■ What to work on ■
Search each line below for "Some", then return the lines where it appears.

■ Records provided ■
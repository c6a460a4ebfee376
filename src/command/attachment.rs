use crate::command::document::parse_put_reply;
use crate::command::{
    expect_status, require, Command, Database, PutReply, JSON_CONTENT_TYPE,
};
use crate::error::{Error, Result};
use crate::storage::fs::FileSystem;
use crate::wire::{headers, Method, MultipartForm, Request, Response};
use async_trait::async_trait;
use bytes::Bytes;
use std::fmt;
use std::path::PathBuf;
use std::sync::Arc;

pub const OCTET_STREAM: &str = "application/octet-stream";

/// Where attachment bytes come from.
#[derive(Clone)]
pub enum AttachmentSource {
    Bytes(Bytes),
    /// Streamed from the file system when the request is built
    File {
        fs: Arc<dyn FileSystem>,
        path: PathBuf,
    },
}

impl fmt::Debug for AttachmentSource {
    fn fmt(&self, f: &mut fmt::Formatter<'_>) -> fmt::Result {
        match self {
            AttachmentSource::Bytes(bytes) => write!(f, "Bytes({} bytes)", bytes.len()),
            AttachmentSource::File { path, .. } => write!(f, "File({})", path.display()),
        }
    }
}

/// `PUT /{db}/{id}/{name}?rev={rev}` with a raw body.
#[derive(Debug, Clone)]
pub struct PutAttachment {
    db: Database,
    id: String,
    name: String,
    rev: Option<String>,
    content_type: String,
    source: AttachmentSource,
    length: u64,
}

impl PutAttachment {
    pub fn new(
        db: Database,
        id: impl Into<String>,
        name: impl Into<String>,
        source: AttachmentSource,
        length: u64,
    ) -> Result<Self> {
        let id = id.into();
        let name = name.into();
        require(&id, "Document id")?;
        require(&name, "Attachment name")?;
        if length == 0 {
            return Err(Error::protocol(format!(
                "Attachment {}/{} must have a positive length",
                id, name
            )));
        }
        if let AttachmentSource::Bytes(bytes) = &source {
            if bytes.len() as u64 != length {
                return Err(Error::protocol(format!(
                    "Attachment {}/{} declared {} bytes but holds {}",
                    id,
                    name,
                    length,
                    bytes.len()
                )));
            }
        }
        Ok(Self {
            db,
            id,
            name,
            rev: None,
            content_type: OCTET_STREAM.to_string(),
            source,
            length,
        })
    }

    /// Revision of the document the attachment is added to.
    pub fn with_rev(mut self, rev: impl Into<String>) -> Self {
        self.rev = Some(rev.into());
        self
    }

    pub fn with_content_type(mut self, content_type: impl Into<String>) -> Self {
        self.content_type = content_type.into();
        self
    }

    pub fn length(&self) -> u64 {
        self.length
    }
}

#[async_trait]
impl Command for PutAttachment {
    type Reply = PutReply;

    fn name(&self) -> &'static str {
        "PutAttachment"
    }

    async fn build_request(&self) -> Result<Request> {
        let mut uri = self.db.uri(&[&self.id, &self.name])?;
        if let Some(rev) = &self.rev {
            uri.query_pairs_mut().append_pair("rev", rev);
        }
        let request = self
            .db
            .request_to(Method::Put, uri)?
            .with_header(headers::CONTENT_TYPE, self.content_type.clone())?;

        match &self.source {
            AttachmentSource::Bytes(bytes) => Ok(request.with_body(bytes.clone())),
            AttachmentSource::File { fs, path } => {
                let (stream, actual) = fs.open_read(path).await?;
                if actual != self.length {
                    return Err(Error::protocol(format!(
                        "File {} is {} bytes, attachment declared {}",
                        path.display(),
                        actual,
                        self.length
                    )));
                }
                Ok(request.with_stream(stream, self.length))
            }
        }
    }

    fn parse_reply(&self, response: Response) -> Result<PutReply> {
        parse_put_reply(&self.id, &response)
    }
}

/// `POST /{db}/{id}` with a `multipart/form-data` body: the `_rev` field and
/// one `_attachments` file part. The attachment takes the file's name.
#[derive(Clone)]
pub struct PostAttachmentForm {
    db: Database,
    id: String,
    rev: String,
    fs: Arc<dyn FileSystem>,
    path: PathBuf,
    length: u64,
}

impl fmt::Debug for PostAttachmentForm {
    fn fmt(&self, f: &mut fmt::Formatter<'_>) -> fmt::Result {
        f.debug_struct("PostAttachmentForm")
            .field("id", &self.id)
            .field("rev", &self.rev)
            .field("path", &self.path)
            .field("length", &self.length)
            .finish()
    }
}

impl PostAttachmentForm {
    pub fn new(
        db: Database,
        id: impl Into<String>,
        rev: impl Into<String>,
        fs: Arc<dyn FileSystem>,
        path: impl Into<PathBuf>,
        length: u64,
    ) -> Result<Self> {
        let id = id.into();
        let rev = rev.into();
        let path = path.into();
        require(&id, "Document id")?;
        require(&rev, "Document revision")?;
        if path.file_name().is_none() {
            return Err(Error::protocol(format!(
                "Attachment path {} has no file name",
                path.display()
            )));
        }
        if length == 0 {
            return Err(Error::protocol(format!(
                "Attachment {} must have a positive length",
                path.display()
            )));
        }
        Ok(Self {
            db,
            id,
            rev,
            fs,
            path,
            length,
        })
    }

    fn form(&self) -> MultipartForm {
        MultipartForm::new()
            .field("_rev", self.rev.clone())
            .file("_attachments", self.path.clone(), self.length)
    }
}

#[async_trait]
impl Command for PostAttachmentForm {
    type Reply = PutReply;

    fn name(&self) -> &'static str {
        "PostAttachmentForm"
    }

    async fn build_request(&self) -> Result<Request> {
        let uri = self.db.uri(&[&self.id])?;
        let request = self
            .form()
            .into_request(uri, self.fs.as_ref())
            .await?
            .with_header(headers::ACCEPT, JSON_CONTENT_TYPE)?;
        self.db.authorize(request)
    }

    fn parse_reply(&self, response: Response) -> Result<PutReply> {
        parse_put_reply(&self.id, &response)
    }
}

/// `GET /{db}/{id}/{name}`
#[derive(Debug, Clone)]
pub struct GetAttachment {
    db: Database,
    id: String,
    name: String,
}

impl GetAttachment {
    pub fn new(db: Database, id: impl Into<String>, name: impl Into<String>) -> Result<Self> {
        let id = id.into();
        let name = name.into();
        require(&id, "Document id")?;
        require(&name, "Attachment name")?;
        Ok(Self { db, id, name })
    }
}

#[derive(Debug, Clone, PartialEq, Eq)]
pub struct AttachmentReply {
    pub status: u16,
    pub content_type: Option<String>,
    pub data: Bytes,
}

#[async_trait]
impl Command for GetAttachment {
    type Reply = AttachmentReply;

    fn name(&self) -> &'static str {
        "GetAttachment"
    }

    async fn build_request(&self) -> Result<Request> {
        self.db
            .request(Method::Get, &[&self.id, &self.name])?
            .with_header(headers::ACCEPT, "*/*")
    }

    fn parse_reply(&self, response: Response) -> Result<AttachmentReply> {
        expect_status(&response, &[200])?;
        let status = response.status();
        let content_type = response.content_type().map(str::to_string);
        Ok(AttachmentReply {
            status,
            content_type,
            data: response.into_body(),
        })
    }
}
--
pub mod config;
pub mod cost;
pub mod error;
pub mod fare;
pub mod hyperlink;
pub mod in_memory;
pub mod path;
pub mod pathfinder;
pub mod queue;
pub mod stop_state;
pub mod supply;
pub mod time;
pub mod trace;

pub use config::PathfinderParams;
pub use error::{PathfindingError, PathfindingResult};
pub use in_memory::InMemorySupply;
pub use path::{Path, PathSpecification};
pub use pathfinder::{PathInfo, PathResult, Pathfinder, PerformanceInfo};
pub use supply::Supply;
--
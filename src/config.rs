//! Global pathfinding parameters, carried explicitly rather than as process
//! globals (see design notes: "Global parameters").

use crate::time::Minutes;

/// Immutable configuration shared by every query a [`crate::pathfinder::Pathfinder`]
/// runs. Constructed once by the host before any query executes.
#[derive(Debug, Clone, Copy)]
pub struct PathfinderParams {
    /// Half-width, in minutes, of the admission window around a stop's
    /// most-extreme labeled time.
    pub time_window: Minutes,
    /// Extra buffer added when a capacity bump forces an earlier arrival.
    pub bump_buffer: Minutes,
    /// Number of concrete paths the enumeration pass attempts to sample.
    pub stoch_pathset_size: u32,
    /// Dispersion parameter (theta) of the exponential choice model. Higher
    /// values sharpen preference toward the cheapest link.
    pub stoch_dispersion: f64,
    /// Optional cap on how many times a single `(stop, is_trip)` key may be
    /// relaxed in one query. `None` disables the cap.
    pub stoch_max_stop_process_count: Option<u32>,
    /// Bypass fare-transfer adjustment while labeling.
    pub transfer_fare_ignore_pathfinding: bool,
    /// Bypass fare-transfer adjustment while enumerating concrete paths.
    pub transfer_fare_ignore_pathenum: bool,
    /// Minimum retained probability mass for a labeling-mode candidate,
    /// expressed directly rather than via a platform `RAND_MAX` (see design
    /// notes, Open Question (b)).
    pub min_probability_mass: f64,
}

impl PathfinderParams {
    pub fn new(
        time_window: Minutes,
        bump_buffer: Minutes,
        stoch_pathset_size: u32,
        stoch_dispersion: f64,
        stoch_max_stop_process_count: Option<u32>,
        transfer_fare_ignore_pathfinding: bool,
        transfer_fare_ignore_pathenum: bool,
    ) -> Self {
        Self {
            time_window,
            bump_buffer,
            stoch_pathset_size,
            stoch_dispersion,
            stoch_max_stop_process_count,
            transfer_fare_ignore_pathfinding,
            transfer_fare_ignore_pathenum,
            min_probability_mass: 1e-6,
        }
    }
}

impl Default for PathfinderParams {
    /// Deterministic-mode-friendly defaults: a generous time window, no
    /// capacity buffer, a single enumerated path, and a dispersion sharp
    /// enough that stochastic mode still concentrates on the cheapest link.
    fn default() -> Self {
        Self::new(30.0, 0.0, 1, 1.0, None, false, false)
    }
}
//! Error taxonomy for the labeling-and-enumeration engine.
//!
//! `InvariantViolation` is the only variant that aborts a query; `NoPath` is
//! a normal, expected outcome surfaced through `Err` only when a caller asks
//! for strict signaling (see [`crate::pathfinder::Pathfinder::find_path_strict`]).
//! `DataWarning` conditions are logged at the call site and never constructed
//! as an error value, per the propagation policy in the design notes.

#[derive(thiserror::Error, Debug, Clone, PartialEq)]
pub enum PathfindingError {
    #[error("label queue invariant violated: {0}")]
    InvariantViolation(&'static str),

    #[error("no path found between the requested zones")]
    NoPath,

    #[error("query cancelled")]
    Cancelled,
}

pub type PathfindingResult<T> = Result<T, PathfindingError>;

■ Your response ■
        self.rev = Some(rev.into());
        if let Some(rev) = &self.rev {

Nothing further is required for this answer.